The process liberals will undoubtedly be outraged by such a proposal. The week after the Inauguration the self-appointed strategic gurus at OpenLeft were already demanding a “return” to the congressional system of governments. And religious deference for the decisions of the Supreme court is an unquestioned sacrament of process liberalism ( http://www.amazon.com/Packing-the-Court/dp/B002AU7MJK ). But those who want to grant power to the Kent Conrads and Orren Hatches and Sammy Alitos of the world, value process over democracy and clerical legalism over winning.
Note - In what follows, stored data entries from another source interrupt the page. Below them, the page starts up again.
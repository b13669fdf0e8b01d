/// Request-scoped records exchanged between the pipeline stages and the
/// web layer. Field names mirror the wire format consumed by the client.

use serde::{Deserialize, Serialize};

// ---------------------------------------------------------------------------
// Prediction
// ---------------------------------------------------------------------------

/// Binary classifier output label.
#[derive(Debug, Clone, Copy, PartialEq, Eq, Serialize, Deserialize)]
pub enum PredictionLabel {
    #[serde(rename = "POSITIVE")]
    Positive,
    #[serde(rename = "NEGATIVE")]
    Negative,
}

impl PredictionLabel {
    pub fn as_str(&self) -> &'static str {
        match self {
            PredictionLabel::Positive => "POSITIVE",
            PredictionLabel::Negative => "NEGATIVE",
        }
    }

    pub fn is_positive(&self) -> bool {
        matches!(self, PredictionLabel::Positive)
    }
}

impl std::fmt::Display for PredictionLabel {
    fn fmt(&self, f: &mut std::fmt::Formatter<'_>) -> std::fmt::Result {
        f.write_str(self.as_str())
    }
}

// ---------------------------------------------------------------------------
// Drug repurposing report
// ---------------------------------------------------------------------------

/// PubChem compound record attached to a drug: the CID plus the raw
/// property entries (urn/value pairs) from the PUG REST compound record.
#[derive(Debug, Clone, Serialize, Deserialize)]
pub struct PubChemRecord {
    pub cid: i64,
    pub synonyms: Vec<serde_json::Value>,
}

/// One repurposing candidate, LLM-described and API-enriched.
#[derive(Debug, Clone, Serialize, Deserialize)]
pub struct DrugReport {
    #[serde(rename = "drugId")]
    pub drug_id: String,
    pub name: String,
    pub description: String,
    /// Evidence links cited by the LLM report.
    #[serde(default)]
    pub evidence: Vec<String>,
    /// ClinicalTrials.gov study URLs.
    #[serde(default)]
    pub clinical_trials: Vec<String>,
    /// PubMed article URLs.
    #[serde(default)]
    pub pubmed_articles: Vec<String>,
    #[serde(skip_serializing_if = "Option::is_none")]
    pub pubchem: Option<PubChemRecord>,
}

#[cfg(test)]
mod tests {
    use super::*;

    #[test]
    fn test_label_serializes_to_uppercase() {
        let json = serde_json::to_string(&PredictionLabel::Positive).unwrap();
        assert_eq!(json, "\"POSITIVE\"");
        assert_eq!(PredictionLabel::Negative.to_string(), "NEGATIVE");
    }

    #[test]
    fn test_drug_report_wire_names() {
        let report = DrugReport {
            drug_id: "DB00945".to_string(),
            name: "Aspirin".to_string(),
            description: "COX inhibitor".to_string(),
            evidence: vec!["https://example.org/1".to_string()],
            clinical_trials: vec![],
            pubmed_articles: vec![],
            pubchem: None,
        };
        let json = serde_json::to_value(&report).unwrap();
        assert_eq!(json["drugId"], "DB00945");
        assert!(json.get("pubchem").is_none());
    }
}
//! Request Payload Format
//!
//! 在边界处一次性识别请求体格式，非 JSON 一律以 415 拒绝，
//! 拒绝发生在任何服务调用之前

use axum::async_trait;
use axum::body::Bytes;
use axum::extract::{FromRequest, Request};
use http::header::CONTENT_TYPE;
use serde::de::DeserializeOwned;

use super::error::ApiError;

/// 请求体格式
#[derive(Debug, Clone, Copy, PartialEq, Eq)]
pub enum PayloadFormat {
    Json,
    Xml,
    Unknown,
}

impl PayloadFormat {
    /// 从 Content-Type 头识别格式
    ///
    /// 忽略参数部分（如 `; charset=utf-8`），兼容 `+json` / `+xml` 后缀
    pub fn classify(content_type: Option<&str>) -> Self {
        let Some(content_type) = content_type else {
            return PayloadFormat::Unknown;
        };
        let essence = content_type
            .split(';')
            .next()
            .unwrap_or_default()
            .trim()
            .to_ascii_lowercase();

        match essence.as_str() {
            "application/json" => PayloadFormat::Json,
            "application/xml" | "text/xml" => PayloadFormat::Xml,
            _ if essence.ends_with("+json") => PayloadFormat::Json,
            _ if essence.ends_with("+xml") => PayloadFormat::Xml,
            _ => PayloadFormat::Unknown,
        }
    }

    /// 是否接受该格式的请求体
    pub fn is_acceptable(self) -> bool {
        matches!(self, PayloadFormat::Json)
    }

    pub fn as_str(self) -> &'static str {
        match self {
            PayloadFormat::Json => "json",
            PayloadFormat::Xml => "xml",
            PayloadFormat::Unknown => "unknown",
        }
    }
}

/// JSON 请求体提取器
///
/// 先识别格式再反序列化：
/// - 非 JSON Content-Type → 415
/// - JSON 反序列化失败 → 400
pub struct JsonPayload<T>(pub T);

#[async_trait]
impl<T, S> FromRequest<S> for JsonPayload<T>
where
    T: DeserializeOwned,
    S: Send + Sync,
{
    type Rejection = ApiError;

    async fn from_request(req: Request, state: &S) -> Result<Self, Self::Rejection> {
        let content_type = req
            .headers()
            .get(CONTENT_TYPE)
            .and_then(|value| value.to_str().ok());
        let format = PayloadFormat::classify(content_type);

        if !format.is_acceptable() {
            tracing::debug!(format = format.as_str(), "Rejecting non-JSON request body");
            return Err(ApiError::UnsupportedMediaType(format!(
                "unsupported request format '{}', application/json required",
                format.as_str()
            )));
        }

        let bytes = Bytes::from_request(req, state)
            .await
            .map_err(|e| ApiError::BadRequest(format!("Failed to read request body: {}", e)))?;

        let value = serde_json::from_slice(&bytes)
            .map_err(|e| ApiError::BadRequest(format!("Invalid JSON body: {}", e)))?;

        Ok(JsonPayload(value))
    }
}
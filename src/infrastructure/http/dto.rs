//! Data Transfer Objects

use serde::Deserialize;

/// 登记消息请求（id 由服务端生成）
#[derive(Debug, Deserialize)]
pub struct RegisterMessageRequest {
    pub username: String,
    pub content: String,
}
They would have, no doubt been outraged by FDR’s ferocious attack on the Supreme Court that was necessary for the New Deal, by Lyndon Johnson’s rough tactics in passing the Civil Rights law and breaking the segregationist insurrection, by the illegal actions of the CIO who seized property and battled the police or attacks by anti-slavery activists on slave hunters acting under the protection of the Supreme Court and the executive.  And they would have needed an extra helping of clutching pearls when Abraham Lincoln became President:

Lincoln developed this position at length in responding to the Dred Scott decision in his 1858 “debates” with Stephen Douglas. Lincoln noted that “I do not propose to disturb or resist the [Court’s] decision” as it applied to Dred Scott and his family. But he would not make the Court’s constitutional understanding “a rule of political action, for the people and all the departments of the government.” Adding “something to the authority in favor of my own position,” Lincoln rehearsed at length Jefferson and Jackson’s departmentalist theories.31 He repeated and adhered to that understanding upon gaining the White House. Central to the Court’s holding in Dred Scott was the argument that free blacks were not citizens under the Constitution. In the course of its daily business the Lincoln administration was faced with the question of whether or not to adhere to the Court’s understanding of citizenship and chose to break from the Court. Federal statute required, for example, that the masters of coastal trading ships be American citizens, raising the “question whether or not colored men can be citizens of the United States . . . and therefore competent to command American vessels.”32 Lincoln’s Attorney General, Edward Bates, wrote a lengthy formal opinion providing a detailed rebuttal to Chief Justice Roger Taney’s argument against black citizenship. That opinion became the basis for the subsequent decisions by the administration, on encouragement from abolitionist Republican legislators, to begin granting passports and patents to blacks.33 Congress and the president likewise enacted legislation abolishing slavery in all federal territories and the District of Columbia, directly rejecting the Court’s specific argument that the federal territories had to be open to slavery and with Lincoln noting that he “never doubted the constitutional authority of Congress” to take such action. www.nyu.edu/gsas/dept/politics/seminars/whittington.pdf

Vast majorities of the public want reform. The opposition consists of bought and paid for hacks in alliance with the extreme right’s continued movement to put an end to our experiment in democracy. Time to stop thinking like clerks and start thinking like citizens.